The task —
Give back only the line containing "for secret in" and every line after it through the end of the data below, transcribed exactly.

[Data entries]
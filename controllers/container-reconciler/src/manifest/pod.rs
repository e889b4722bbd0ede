//! Pod template rendering shared by Deployments, StatefulSets and CronJobs

use super::names::DATA_VOLUME;
use super::{selector_labels, Definition};
use crate::error::ReconcileError;
use k8s_openapi::api::core::v1::{
    Container, ContainerPort, EnvVar, ExecAction, HTTPGetAction, LocalObjectReference,
    PersistentVolumeClaimVolumeSource, PodSpec, PodTemplateSpec, Probe as K8sProbe, ResourceRequirements, TCPSocketAction, Volume, VolumeMount,
};
use k8s_openapi::apimachinery::pkg::api::resource::Quantity;
use k8s_openapi::apimachinery::pkg::apis::meta::v1::ObjectMeta;
use k8s_openapi::apimachinery::pkg::util::intstr::IntOrString;
use platform_model::{cpu_quantity, memory_quantity, PodConfig, Probe, ProbeCheck};
use std::collections::BTreeMap;

/// Identity variables injected ahead of the user's own
pub const ENVIRONMENT_IID_VAR: &str = "KEEL_ENVIRONMENT_IID";
pub const CONTAINER_IID_VAR: &str = "KEEL_CONTAINER_IID";

/// How the data volume reaches the pod
#[derive(Debug, Clone, PartialEq, Eq)]
pub enum DataVolume {
    /// No storage
    None,
    /// Mount an existing claim by name
    Claim(String),
    /// Mount the StatefulSet claim template; the volume comes from the template
    Template,
}

/// CPU and memory requests and limits as cluster quantities
pub fn resources(pod: &PodConfig) -> Result<ResourceRequirements, ReconcileError> {
    let requests = BTreeMap::from([
        (
            "cpu".to_string(),
            Quantity(cpu_quantity("podConfig.cpuRequest", pod.cpu_request, pod.cpu_request_type)?),
        ),
        (
            "memory".to_string(),
            Quantity(memory_quantity(
                "podConfig.memoryRequest",
                pod.memory_request,
                pod.memory_request_type,
            )?),
        ),
    ]);
    let limits = BTreeMap::from([
        (
            "cpu".to_string(),
            Quantity(cpu_quantity("podConfig.cpuLimit", pod.cpu_limit, pod.cpu_limit_type)?),
        ),
        (
            "memory".to_string(),
            Quantity(memory_quantity("podConfig.memoryLimit", pod.memory_limit, pod.memory_limit_type)?),
        ),
    ]);
    Ok(ResourceRequirements {
        requests: Some(requests),
        limits: Some(limits),
        ..Default::default()
    })
}

/// Identity variables first, then the user's list in order
pub fn env_vars(def: &Definition<'_>) -> Vec<EnvVar> {
    let identity = [
        (ENVIRONMENT_IID_VAR, def.environment.iid.as_str()),
        (CONTAINER_IID_VAR, def.container.iid.as_str()),
    ];
    identity
        .into_iter()
        .map(|(name, value)| (name.to_string(), value.to_string()))
        .chain(
            def.container
                .variables
                .iter()
                .map(|v| (v.name.clone(), v.value.clone())),
        )
        .map(|(name, value)| EnvVar {
            name,
            value: Some(value),
            ..Default::default()
        })
        .collect()
}

/// Disabled or absent probes render to nothing
pub fn probe(probe: Option<&Probe>) -> Option<K8sProbe> {
    let probe = probe.filter(|p| p.enabled)?;
    let mut rendered = K8sProbe {
        initial_delay_seconds: probe.initial_delay_seconds,
        period_seconds: probe.period_seconds,
        timeout_seconds: probe.timeout_seconds,
        failure_threshold: probe.failure_threshold,
        success_threshold: probe.success_threshold,
        ..Default::default()
    };
    match &probe.check {
        ProbeCheck::Exec { command } => {
            rendered.exec = Some(ExecAction {
                command: Some(command.clone()),
            });
        }
        ProbeCheck::HttpGet { path, port } => {
            rendered.http_get = Some(HTTPGetAction {
                path: Some(path.clone()),
                port: IntOrString::Int(i32::from(*port)),
                ..Default::default()
            });
        }
        ProbeCheck::TcpSocket { port } => {
            rendered.tcp_socket = Some(TCPSocketAction {
                port: IntOrString::Int(i32::from(*port)),
                host: None,
            });
        }
    }
    Some(rendered)
}

/// The single application container
pub fn container(def: &Definition<'_>, image: &str, data: &DataVolume) -> Result<Container, ReconcileError> {
    let spec = def.container;
    let ports = (spec.is_networked() && spec.networking.container_port != 0).then(|| {
        vec![ContainerPort {
            name: Some("main".to_string()),
            container_port: i32::from(spec.networking.container_port),
            protocol: Some("TCP".to_string()),
            ..Default::default()
        }]
    });
    let volume_mounts = match (data, spec.storage()) {
        (DataVolume::None, _) | (_, None) => None,
        (_, Some(storage)) => Some(vec![VolumeMount {
            name: DATA_VOLUME.to_string(),
            mount_path: storage.mount_path.clone(),
            ..Default::default()
        }]),
    };

    Ok(Container {
        name: spec.iid.clone(),
        image: Some(image.to_string()),
        env: Some(env_vars(def)),
        ports,
        resources: Some(resources(&spec.pod_config)?),
        startup_probe: probe(spec.probes.startup.as_ref()),
        readiness_probe: probe(spec.probes.readiness.as_ref()),
        liveness_probe: probe(spec.probes.liveness.as_ref()),
        volume_mounts,
        ..Default::default()
    })
}

/// Pod template with labels, restart policy and optional data volume
pub fn pod_template(def: &Definition<'_>, image: &str, data: &DataVolume) -> Result<PodTemplateSpec, ReconcileError> {
    let volumes = match (data, def.container.storage()) {
        (DataVolume::Claim(claim), Some(_)) => Some(vec![Volume {
            name: DATA_VOLUME.to_string(),
            persistent_volume_claim: Some(PersistentVolumeClaimVolumeSource {
                claim_name: claim.clone(),
                read_only: None,
            }),
            ..Default::default()
        }]),
        _ => None,
    };

    let mut labels = def.labels();
    labels.extend(selector_labels(def.iid()));

    let pull_secrets = def
        .registry
        .and_then(|r| r.pull_secret.as_ref())
        .map(|secret| {
            vec![LocalObjectReference {
                name: secret.clone(),
            }]
        });

    Ok(PodTemplateSpec {
        metadata: Some(ObjectMeta {
            labels: Some(labels),
            ..Default::default()
        }),
        spec: Some(PodSpec {
            containers: vec![container(def, image, data)?],
            restart_policy: Some(def.container.pod_config.restart_policy.as_str().to_string()),
            image_pull_secrets: pull_secrets,
            volumes,
            ..Default::default()
        }),
    })
}

/// Image of the first container in a live pod template
pub fn live_image(template: Option<&PodTemplateSpec>) -> Option<String> {
    template?
        .spec
        .as_ref()?
        .containers
        .first()?
        .image
        .clone()
}

/// Fold a freshly rendered template into the live one
///
/// Only the fields rendered here are overwritten; anything else on the live
/// pod template (pull secrets, sidecars, restart annotations) is kept. With
/// `keep_live_image` the running image wins over the rendered one.
pub fn merge_pod_template(live: &mut PodTemplateSpec, desired: PodTemplateSpec, keep_live_image: bool) {
    let desired_meta = desired.metadata.unwrap_or_default();
    live.metadata
        .get_or_insert_with(Default::default)
        .labels
        .get_or_insert_with(Default::default)
        .extend(desired_meta.labels.unwrap_or_default());

    let Some(desired_spec) = desired.spec else {
        return;
    };
    let live_spec = live.spec.get_or_insert_with(Default::default);
    live_spec.restart_policy = desired_spec.restart_policy;

    for secret in desired_spec.image_pull_secrets.unwrap_or_default() {
        let existing = live_spec.image_pull_secrets.get_or_insert_with(Vec::new);
        if !existing.contains(&secret) {
            existing.push(secret);
        }
    }

    let mut volumes: Vec<Volume> = live_spec
        .volumes
        .take()
        .unwrap_or_default()
        .into_iter()
        .filter(|v| v.name != DATA_VOLUME)
        .collect();
    volumes.extend(desired_spec.volumes.unwrap_or_default());
    live_spec.volumes = if volumes.is_empty() { None } else { Some(volumes) };

    let Some(mut rendered) = desired_spec.containers.into_iter().next() else {
        return;
    };
    let Some(current) = live_spec.containers.first_mut() else {
        live_spec.containers.push(rendered);
        return;
    };
    if keep_live_image && current.image.is_some() {
        rendered.image = current.image.clone();
    }

    let mut mounts: Vec<VolumeMount> = current
        .volume_mounts
        .take()
        .unwrap_or_default()
        .into_iter()
        .filter(|m| m.name != DATA_VOLUME)
        .collect();
    mounts.extend(rendered.volume_mounts.unwrap_or_default());

    current.name = rendered.name;
    current.image = rendered.image;
    current.env = rendered.env;
    current.ports = rendered.ports;
    current.resources = rendered.resources;
    current.startup_probe = rendered.startup_probe;
    current.readiness_probe = rendered.readiness_probe;
    current.liveness_probe = rendered.liveness_probe;
    current.volume_mounts = if mounts.is_empty() { None } else { Some(mounts) };
}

Answer for the task —
    for secret in desired_spec.image_pull_secrets.unwrap_or_default() {
        let existing = live_spec.image_pull_secrets.get_or_insert_with(Vec::new);
        if !existing.contains(&secret) {
            existing.push(secret);
        }
    }

    let mut volumes: Vec<Volume> = live_spec
        .volumes
        .take()
        .unwrap_or_default()
        .into_iter()
        .filter(|v| v.name != DATA_VOLUME)
        .collect();
    volumes.extend(desired_spec.volumes.unwrap_or_default());
    live_spec.volumes = if volumes.is_empty() { None } else { Some(volumes) };

    let Some(mut rendered) = desired_spec.containers.into_iter().next() else {
        return;
    };
    let Some(current) = live_spec.containers.first_mut() else {
        live_spec.containers.push(rendered);
        return;
    };
    if keep_live_image && current.image.is_some() {
        rendered.image = current.image.clone();
    }

    let mut mounts: Vec<VolumeMount> = current
        .volume_mounts
        .take()
        .unwrap_or_default()
        .into_iter()
        .filter(|m| m.name != DATA_VOLUME)
        .collect();
    mounts.extend(rendered.volume_mounts.unwrap_or_default());

    current.name = rendered.name;
    current.image = rendered.image;
    current.env = rendered.env;
    current.ports = rendered.ports;
    current.resources = rendered.resources;
    current.startup_probe = rendered.startup_probe;
    current.readiness_probe = rendered.readiness_probe;
    current.liveness_probe = rendered.liveness_probe;
    current.volume_mounts = if mounts.is_empty() { None } else { Some(mounts) };
}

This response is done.